According to his guide book the Berlaymont building had been constructed in the 1970s to house the European Commission but in the 1990s it had been found to be full of dangerous asbestos and had been evacuated. Since then it had been wrapped in plastic, waiting for the asbestos to be safely removed. So far it had been closed for getting on for ten years and most people at the Commission considered it a long-running joke that it would be reopening ‘soon’.
Fitz almost missed the street he was looking for. The street sign was in Flemish - Stevinstraat - and he had to look twice to see the French translation, Rue Stevin.

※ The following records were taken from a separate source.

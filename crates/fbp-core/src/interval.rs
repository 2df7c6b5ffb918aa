//! Generic event-stream to interval transformation.
//!
//! A stream of timestamped events is folded into a gapless sequence of
//! half-open intervals `[start, end)`, each labelled with a bucket value.
//! What the bucket is, and how an event's end time is derived, is
//! supplied by an [`IntervalPolicy`]; the folding itself lives here.
//!
//! All per-stream state is threaded explicitly through [`StreamState`].
//! Streams share nothing, so callers are free to process them in
//! parallel.

use chrono::{DateTime, Utc};
use serde::{Deserialize, Serialize};

use crate::event::Event;

/// A half-open interval `[start, end)` labelled with a bucket value.
#[derive(Debug, Clone, PartialEq, Eq, Serialize, Deserialize)]
pub struct Interval<B> {
    pub start: DateTime<Utc>,
    pub end: DateTime<Utc>,
    pub id: B,
}

impl<B> Interval<B> {
    /// Length of the interval; zero-length intervals are legal.
    #[must_use]
    pub fn duration(&self) -> chrono::Duration {
        self.end - self.start
    }
}

/// Strategy supplying the domain-specific parts of interval building.
pub trait IntervalPolicy {
    type Bucket: Clone + PartialEq;

    /// The bucket an event belongs to. Events mapping to the same bucket
    /// in sequence extend one interval.
    fn bucket(&self, event: &Event) -> Self::Bucket;

    /// The point in time up to which an event keeps its interval open.
    fn end_of(&self, event: &Event) -> DateTime<Utc> {
        event
            .terminated_at
            .or(event.triggered_at)
            .expect("event without trigger time reached interval processing")
    }

    /// Pre-step hook, run before the generic bucket logic sees the
    /// event. Policies may close or rewrite the current interval here.
    fn transition(&self, state: &mut StreamState<Self::Bucket>, event: &Event) {
        let _ = (state, event);
    }
}

/// Accumulated interval state of one event stream.
#[derive(Debug, Clone)]
pub struct StreamState<B> {
    /// Finished intervals in order.
    pub closed: Vec<Interval<B>>,
    /// The interval still being extended, if any.
    pub current: Option<Interval<B>>,
    /// Trigger time of the last event seen, for the ordering check.
    pub last_triggered_at: Option<DateTime<Utc>>,
}

impl<B> Default for StreamState<B> {
    fn default() -> Self {
        Self {
            closed: Vec::new(),
            current: None,
            last_triggered_at: None,
        }
    }
}

impl<B> StreamState<B> {
    #[must_use]
    pub fn new() -> Self {
        Self::default()
    }

    /// Closes the current interval as-is and appends it.
    pub fn close_current(&mut self) {
        if let Some(current) = self.current.take() {
            self.closed.push(current);
        }
    }
}

/// Feeds one event into the state machine.
///
/// # Panics
///
/// Panics when the event carries no trigger time or arrives out of
/// trigger-time order. Both are upstream contract violations; producing
/// intervals from such a stream would silently corrupt every interval
/// after the bad event.
pub fn step<P: IntervalPolicy>(policy: &P, state: &mut StreamState<P::Bucket>, event: &Event) {
    let trigger = event
        .triggered_at
        .expect("event without trigger time reached interval processing");
    if let Some(last) = state.last_triggered_at {
        assert!(
            trigger >= last,
            "events must arrive in trigger-time order: saw {last}, then {trigger}"
        );
    }
    state.last_triggered_at = Some(trigger);

    policy.transition(state, event);

    let bucket = policy.bucket(event);
    let end = policy.end_of(event);
    match &mut state.current {
        None => {
            state.current = Some(Interval {
                start: trigger,
                end: end.max(trigger),
                id: bucket,
            });
        }
        Some(current) if current.id == bucket => {
            current.end = current.end.max(end);
        }
        Some(current) => {
            // The new interval starts where the old one stops; clipping
            // the old end to the trigger keeps the sequence gapless and
            // free of overlap.
            current.end = current.end.min(trigger);
            let boundary = current.end;
            state.close_current();
            state.current = Some(Interval {
                start: boundary,
                end: end.max(boundary),
                id: bucket,
            });
        }
    }
}

/// Finalizes a stream, appending the still-open interval untruncated.
#[must_use]
pub fn finish<B>(mut state: StreamState<B>) -> Vec<Interval<B>> {
    state.close_current();
    state.closed
}

/// Folds a whole in-order stream into its intervals.
pub fn compute<'a, P: IntervalPolicy>(
    policy: &P,
    events: impl IntoIterator<Item = &'a Event>,
) -> Vec<Interval<P::Bucket>> {
    let mut state = StreamState::new();
    for event in events {
        step(policy, &mut state, event);
    }
    finish(state)
}

#[cfg(test)]
mod tests {
    use super::*;
    use crate::event::EventKind;
    use crate::types::SessionId;
    use chrono::{Duration, TimeZone};

    struct WindowNamePolicy;

    impl IntervalPolicy for WindowNamePolicy {
        type Bucket = String;

        fn bucket(&self, event: &Event) -> String {
            event.active_window().unwrap_or("?").to_owned()
        }
    }

    fn ts(secs: i64) -> DateTime<Utc> {
        Utc.with_ymd_and_hms(2015, 4, 21, 9, 0, 0).unwrap() + Duration::seconds(secs)
    }

    fn window_event(window: &str, start: i64, duration: i64) -> Event {
        Event {
            id: format!("{window}-{start}"),
            session_id: SessionId::new("sid").unwrap(),
            triggered_at: Some(ts(start)),
            terminated_at: Some(ts(start + duration)),
            app_version: None,
            kind: EventKind::Window {
                window: window.into(),
                activity: crate::event::Activity::Other,
            },
        }
    }

    fn interval(id: &str, start: i64, end: i64) -> Interval<String> {
        Interval {
            start: ts(start),
            end: ts(end),
            id: id.into(),
        }
    }

    #[test]
    fn single_event_yields_one_interval() {
        let intervals = compute(&WindowNamePolicy, &[window_event("editor", 0, 2)]);
        assert_eq!(intervals, vec![interval("editor", 0, 2)]);
    }

    #[test]
    fn same_bucket_extends_end_monotonically() {
        let events = [
            window_event("editor", 0, 5),
            // Shorter follow-up must not shrink the interval.
            window_event("editor", 1, 1),
            window_event("editor", 3, 4),
        ];
        let intervals = compute(&WindowNamePolicy, &events);
        assert_eq!(intervals, vec![interval("editor", 0, 7)]);
    }

    #[test]
    fn bucket_change_truncates_and_stays_gapless() {
        let events = [window_event("one", 0, 2), window_event("other", 1, 2)];
        let intervals = compute(&WindowNamePolicy, &events);
        assert_eq!(
            intervals,
            vec![interval("one", 0, 1), interval("other", 1, 3)]
        );
    }

    #[test]
    fn bucket_change_after_idle_starts_at_previous_end() {
        let events = [window_event("one", 0, 1), window_event("other", 10, 2)];
        let intervals = compute(&WindowNamePolicy, &events);
        assert_eq!(
            intervals,
            vec![interval("one", 0, 1), interval("other", 1, 12)]
        );
    }

    #[test]
    fn adjacent_intervals_share_their_boundary() {
        let events = [
            window_event("a", 0, 3),
            window_event("b", 5, 2),
            window_event("c", 6, 3),
        ];
        let intervals = compute(&WindowNamePolicy, &events);
        for pair in intervals.windows(2) {
            assert_eq!(pair[0].end, pair[1].start);
        }
    }

    #[test]
    fn finish_keeps_open_interval_untruncated() {
        let mut state = StreamState::new();
        step(&WindowNamePolicy, &mut state, &window_event("editor", 0, 9));
        let intervals = finish(state);
        assert_eq!(intervals, vec![interval("editor", 0, 9)]);
    }

    #[test]
    #[should_panic(expected = "trigger-time order")]
    fn out_of_order_events_panic() {
        let mut state = StreamState::new();
        step(&WindowNamePolicy, &mut state, &window_event("a", 5, 1));
        step(&WindowNamePolicy, &mut state, &window_event("b", 4, 1));
    }

    #[test]
    #[should_panic(expected = "without trigger time")]
    fn event_without_trigger_time_panics() {
        let mut event = window_event("a", 0, 1);
        event.triggered_at = None;
        step(&WindowNamePolicy, &mut StreamState::new(), &event);
    }

    #[test]
    fn equal_trigger_times_are_accepted() {
        let events = [window_event("a", 0, 1), window_event("a", 0, 2)];
        let intervals = compute(&WindowNamePolicy, &events);
        assert_eq!(intervals, vec![interval("a", 0, 2)]);
    }
}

Sorry for the lengthy quote, but when a character in a Doctor Who novel literally walks past the building that my office is in (not the Berlaymont, but the opposite side of Rue Stevin,
just along from the Indian restaurant) I find it worthy of note. (Though the novel is set in 2000 or thereabouts, and I moved in only in 2008.)
I quite liked this Eighth Doctor novel when I
first read it in late 2008, and I liked it more this time round. In particular, Fitz's return after a five-book gap is very welcome, making the reader (or at least this reader) feel that we are getting back to a format we recognise; and new companion Anji has a far better start than the unfortunate Sam or the incomprehensible Compassion. I also appreciated the amnesiac Doctor's vague memories of his previous life - I find the Eighth Doctor's repeated vulnerability to amnesia a bit tedious, but this is now the sixth successive amnesiac!Doctor novel so the irritation is wearing off. The notion of orbital launching sites either on the Belgian coast or in Southern England, with or without alien technology, is a bit fanciful but I'll forgive it. A novel that makes a lot more sense as part of the sequence but is probably decent enough on its own.